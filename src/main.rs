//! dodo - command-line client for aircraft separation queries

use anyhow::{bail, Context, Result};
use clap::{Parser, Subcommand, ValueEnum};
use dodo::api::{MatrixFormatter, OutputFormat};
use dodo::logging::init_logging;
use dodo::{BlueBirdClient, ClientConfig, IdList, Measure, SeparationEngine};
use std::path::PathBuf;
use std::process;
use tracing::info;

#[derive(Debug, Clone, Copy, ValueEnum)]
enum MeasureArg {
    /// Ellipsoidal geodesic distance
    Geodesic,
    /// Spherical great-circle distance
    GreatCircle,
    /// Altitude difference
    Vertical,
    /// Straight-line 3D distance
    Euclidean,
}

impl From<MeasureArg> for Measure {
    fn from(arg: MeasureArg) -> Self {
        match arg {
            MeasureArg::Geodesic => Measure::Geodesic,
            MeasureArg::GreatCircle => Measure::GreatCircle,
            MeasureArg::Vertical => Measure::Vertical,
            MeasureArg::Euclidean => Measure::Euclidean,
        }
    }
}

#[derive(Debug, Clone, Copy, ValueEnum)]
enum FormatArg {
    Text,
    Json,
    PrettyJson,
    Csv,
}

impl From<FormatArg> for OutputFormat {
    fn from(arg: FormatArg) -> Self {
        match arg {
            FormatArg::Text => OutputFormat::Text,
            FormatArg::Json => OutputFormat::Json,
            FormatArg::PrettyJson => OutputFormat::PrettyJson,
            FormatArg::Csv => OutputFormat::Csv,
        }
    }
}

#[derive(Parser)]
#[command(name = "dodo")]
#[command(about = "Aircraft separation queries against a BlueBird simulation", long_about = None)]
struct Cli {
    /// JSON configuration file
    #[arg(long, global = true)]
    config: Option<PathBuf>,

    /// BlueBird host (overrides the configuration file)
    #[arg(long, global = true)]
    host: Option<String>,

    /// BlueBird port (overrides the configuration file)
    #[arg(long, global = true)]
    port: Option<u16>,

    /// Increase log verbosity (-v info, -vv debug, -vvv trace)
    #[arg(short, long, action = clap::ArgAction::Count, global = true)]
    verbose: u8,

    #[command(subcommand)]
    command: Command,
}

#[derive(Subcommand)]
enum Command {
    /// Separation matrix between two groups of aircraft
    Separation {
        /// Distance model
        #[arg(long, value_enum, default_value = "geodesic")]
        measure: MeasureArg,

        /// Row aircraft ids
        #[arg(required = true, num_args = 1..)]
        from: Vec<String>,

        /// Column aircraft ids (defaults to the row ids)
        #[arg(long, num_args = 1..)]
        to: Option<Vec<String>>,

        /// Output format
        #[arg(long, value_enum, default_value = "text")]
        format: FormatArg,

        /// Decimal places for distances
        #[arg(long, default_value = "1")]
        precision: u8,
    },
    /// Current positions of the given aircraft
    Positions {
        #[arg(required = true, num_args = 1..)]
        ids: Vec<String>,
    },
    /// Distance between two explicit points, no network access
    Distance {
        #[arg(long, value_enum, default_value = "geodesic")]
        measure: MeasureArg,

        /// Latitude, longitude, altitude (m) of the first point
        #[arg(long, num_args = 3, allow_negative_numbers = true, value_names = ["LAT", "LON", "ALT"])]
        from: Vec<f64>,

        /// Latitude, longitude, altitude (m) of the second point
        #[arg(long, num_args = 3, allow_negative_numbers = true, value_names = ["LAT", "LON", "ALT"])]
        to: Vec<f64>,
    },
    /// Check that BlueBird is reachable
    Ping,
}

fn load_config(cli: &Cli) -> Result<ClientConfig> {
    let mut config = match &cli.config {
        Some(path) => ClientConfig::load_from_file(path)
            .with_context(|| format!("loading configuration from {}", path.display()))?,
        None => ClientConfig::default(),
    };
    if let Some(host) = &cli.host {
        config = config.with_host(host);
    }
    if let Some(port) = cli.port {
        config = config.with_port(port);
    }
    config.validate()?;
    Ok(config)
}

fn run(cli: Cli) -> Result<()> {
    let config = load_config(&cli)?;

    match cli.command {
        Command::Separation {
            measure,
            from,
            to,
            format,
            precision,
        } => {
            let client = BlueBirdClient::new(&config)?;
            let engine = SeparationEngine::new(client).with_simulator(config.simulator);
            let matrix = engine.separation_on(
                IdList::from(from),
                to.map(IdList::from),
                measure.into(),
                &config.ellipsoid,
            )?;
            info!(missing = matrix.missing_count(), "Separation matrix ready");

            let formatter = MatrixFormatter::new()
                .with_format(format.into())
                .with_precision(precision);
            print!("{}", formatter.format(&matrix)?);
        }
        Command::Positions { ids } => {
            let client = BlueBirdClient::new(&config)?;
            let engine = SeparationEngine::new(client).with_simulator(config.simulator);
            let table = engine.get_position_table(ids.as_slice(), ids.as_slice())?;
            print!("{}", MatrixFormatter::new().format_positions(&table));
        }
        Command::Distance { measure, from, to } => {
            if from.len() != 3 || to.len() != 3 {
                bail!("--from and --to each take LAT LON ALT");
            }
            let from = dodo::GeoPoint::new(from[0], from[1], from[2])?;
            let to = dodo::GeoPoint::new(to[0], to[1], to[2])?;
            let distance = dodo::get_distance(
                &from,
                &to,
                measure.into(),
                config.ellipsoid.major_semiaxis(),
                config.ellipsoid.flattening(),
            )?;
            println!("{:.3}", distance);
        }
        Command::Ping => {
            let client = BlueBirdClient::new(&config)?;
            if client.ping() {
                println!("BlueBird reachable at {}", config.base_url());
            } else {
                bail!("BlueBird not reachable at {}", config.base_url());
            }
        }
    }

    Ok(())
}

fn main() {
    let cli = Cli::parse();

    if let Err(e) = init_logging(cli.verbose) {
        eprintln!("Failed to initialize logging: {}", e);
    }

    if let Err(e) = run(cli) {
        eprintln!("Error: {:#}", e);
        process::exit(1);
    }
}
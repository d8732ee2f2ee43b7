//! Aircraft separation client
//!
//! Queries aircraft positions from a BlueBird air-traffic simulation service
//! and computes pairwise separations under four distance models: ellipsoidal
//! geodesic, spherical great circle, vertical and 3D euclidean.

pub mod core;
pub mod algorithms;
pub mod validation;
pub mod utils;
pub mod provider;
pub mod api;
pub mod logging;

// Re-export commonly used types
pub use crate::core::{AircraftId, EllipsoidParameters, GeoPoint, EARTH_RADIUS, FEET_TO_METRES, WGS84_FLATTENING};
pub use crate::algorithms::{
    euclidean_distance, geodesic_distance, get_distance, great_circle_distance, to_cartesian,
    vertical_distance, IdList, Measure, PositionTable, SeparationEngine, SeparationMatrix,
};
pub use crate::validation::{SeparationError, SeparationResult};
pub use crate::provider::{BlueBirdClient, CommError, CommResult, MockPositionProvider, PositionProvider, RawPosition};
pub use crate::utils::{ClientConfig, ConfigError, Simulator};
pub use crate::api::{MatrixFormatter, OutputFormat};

--- --- ---

**WORK TASK**
Starting at the first line, transcribe the material through to the last.

**SOLVED PROBLEM**
filename src/main.rs
//! dodo - command-line client for aircraft separation queries

use anyhow::{bail, Context, Result};
use clap::{Parser, Subcommand, ValueEnum};
use dodo::api::{MatrixFormatter, OutputFormat};
use dodo::logging::init_logging;
use dodo::{BlueBirdClient, ClientConfig, IdList, Measure, SeparationEngine};
use std::path::PathBuf;
use std::process;
use tracing::info;

#[derive(Debug, Clone, Copy, ValueEnum)]
enum MeasureArg {
    /// Ellipsoidal geodesic distance
    Geodesic,
    /// Spherical great-circle distance
    GreatCircle,
    /// Altitude difference
    Vertical,
    /// Straight-line 3D distance
    Euclidean,
}

impl From<MeasureArg> for Measure {
    fn from(arg: MeasureArg) -> Self {
        match arg {
            MeasureArg::Geodesic => Measure::Geodesic,
            MeasureArg::GreatCircle => Measure::GreatCircle,
            MeasureArg::Vertical => Measure::Vertical,
            MeasureArg::Euclidean => Measure::Euclidean,
        }
    }
}

#[derive(Debug, Clone, Copy, ValueEnum)]
enum FormatArg {
    Text,
    Json,
    PrettyJson,
    Csv,
}

impl From<FormatArg> for OutputFormat {
    fn from(arg: FormatArg) -> Self {
        match arg {
            FormatArg::Text => OutputFormat::Text,
            FormatArg::Json => OutputFormat::Json,
            FormatArg::PrettyJson => OutputFormat::PrettyJson,
            FormatArg::Csv => OutputFormat::Csv,
        }
    }
}

#[derive(Parser)]
#[command(name = "dodo")]
#[command(about = "Aircraft separation queries against a BlueBird simulation", long_about = None)]
struct Cli {
    /// JSON configuration file
    #[arg(long, global = true)]
    config: Option<PathBuf>,

    /// BlueBird host (overrides the configuration file)
    #[arg(long, global = true)]
    host: Option<String>,

    /// BlueBird port (overrides the configuration file)
    #[arg(long, global = true)]
    port: Option<u16>,

    /// Increase log verbosity (-v info, -vv debug, -vvv trace)
    #[arg(short, long, action = clap::ArgAction::Count, global = true)]
    verbose: u8,

    #[command(subcommand)]
    command: Command,
}

#[derive(Subcommand)]
enum Command {
    /// Separation matrix between two groups of aircraft
    Separation {
        /// Distance model
        #[arg(long, value_enum, default_value = "geodesic")]
        measure: MeasureArg,

        /// Row aircraft ids
        #[arg(required = true, num_args = 1..)]
        from: Vec<String>,

        /// Column aircraft ids (defaults to the row ids)
        #[arg(long, num_args = 1..)]
        to: Option<Vec<String>>,

        /// Output format
        #[arg(long, value_enum, default_value = "text")]
        format: FormatArg,

        /// Decimal places for distances
        #[arg(long, default_value = "1")]
        precision: u8,
    },
    /// Current positions of the given aircraft
    Positions {
        #[arg(required = true, num_args = 1..)]
        ids: Vec<String>,
    },
    /// Distance between two explicit points, no network access
    Distance {
        #[arg(long, value_enum, default_value = "geodesic")]
        measure: MeasureArg,

        /// Latitude, longitude, altitude (m) of the first point
        #[arg(long, num_args = 3, allow_negative_numbers = true, value_names = ["LAT", "LON", "ALT"])]
        from: Vec<f64>,

        /// Latitude, longitude, altitude (m) of the second point
        #[arg(long, num_args = 3, allow_negative_numbers = true, value_names = ["LAT", "LON", "ALT"])]
        to: Vec<f64>,
    },
    /// Check that BlueBird is reachable
    Ping,
}

fn load_config(cli: &Cli) -> Result<ClientConfig> {
    let mut config = match &cli.config {
        Some(path) => ClientConfig::load_from_file(path)
            .with_context(|| format!("loading configuration from {}", path.display()))?,
        None => ClientConfig::default(),
    };
    if let Some(host) = &cli.host {
        config = config.with_host(host);
    }
    if let Some(port) = cli.port {
        config = config.with_port(port);
    }
    config.validate()?;
    Ok(config)
}

fn run(cli: Cli) -> Result<()> {
    let config = load_config(&cli)?;

    match cli.command {
        Command::Separation {
            measure,
            from,
            to,
            format,
            precision,
        } => {
            let client = BlueBirdClient::new(&config)?;
            let engine = SeparationEngine::new(client).with_simulator(config.simulator);
            let matrix = engine.separation_on(
                IdList::from(from),
                to.map(IdList::from),
                measure.into(),
                &config.ellipsoid,
            )?;
            info!(missing = matrix.missing_count(), "Separation matrix ready");

            let formatter = MatrixFormatter::new()
                .with_format(format.into())
                .with_precision(precision);
            print!("{}", formatter.format(&matrix)?);
        }
        Command::Positions { ids } => {
            let client = BlueBirdClient::new(&config)?;
            let engine = SeparationEngine::new(client).with_simulator(config.simulator);
            let table = engine.get_position_table(ids.as_slice(), ids.as_slice())?;
            print!("{}", MatrixFormatter::new().format_positions(&table));
        }
        Command::Distance { measure, from, to } => {
            if from.len() != 3 || to.len() != 3 {
                bail!("--from and --to each take LAT LON ALT");
            }
            let from = dodo::GeoPoint::new(from[0], from[1], from[2])?;
            let to = dodo::GeoPoint::new(to[0], to[1], to[2])?;
            let distance = dodo::get_distance(
                &from,
                &to,
                measure.into(),
                config.ellipsoid.major_semiaxis(),
                config.ellipsoid.flattening(),
            )?;
            println!("{:.3}", distance);
        }
        Command::Ping => {
            let client = BlueBirdClient::new(&config)?;
            if client.ping() {
                println!("BlueBird reachable at {}", config.base_url());
            } else {
                bail!("BlueBird not reachable at {}", config.base_url());
            }
        }
    }

    Ok(())
}

fn main() {
    let cli = Cli::parse();

    if let Err(e) = init_logging(cli.verbose) {
        eprintln!("Failed to initialize logging: {}", e);
    }

    if let Err(e) = run(cli) {
        eprintln!("Error: {:#}", e);
        process::exit(1);
    }
}
repository d8732ee2f2ee43b7
//! Aircraft separation client
//!
//! Queries aircraft positions from a BlueBird air-traffic simulation service
//! and computes pairwise separations under four distance models: ellipsoidal
//! geodesic, spherical great circle, vertical and 3D euclidean.

pub mod core;
pub mod algorithms;
pub mod validation;
pub mod utils;
pub mod provider;
pub mod api;
pub mod logging;

// Re-export commonly used types
pub use crate::core::{AircraftId, EllipsoidParameters, GeoPoint, EARTH_RADIUS, FEET_TO_METRES, WGS84_FLATTENING};
pub use crate::algorithms::{
    euclidean_distance, geodesic_distance, get_distance, great_circle_distance, to_cartesian,
    vertical_distance, IdList, Measure, PositionTable, SeparationEngine, SeparationMatrix,
};
pub use crate::validation::{SeparationError, SeparationResult};
pub use crate::provider::{BlueBirdClient, CommError, CommResult, MockPositionProvider, PositionProvider, RawPosition};
pub use crate::utils::{ClientConfig, ConfigError, Simulator};
pub use crate::api::{MatrixFormatter, OutputFormat};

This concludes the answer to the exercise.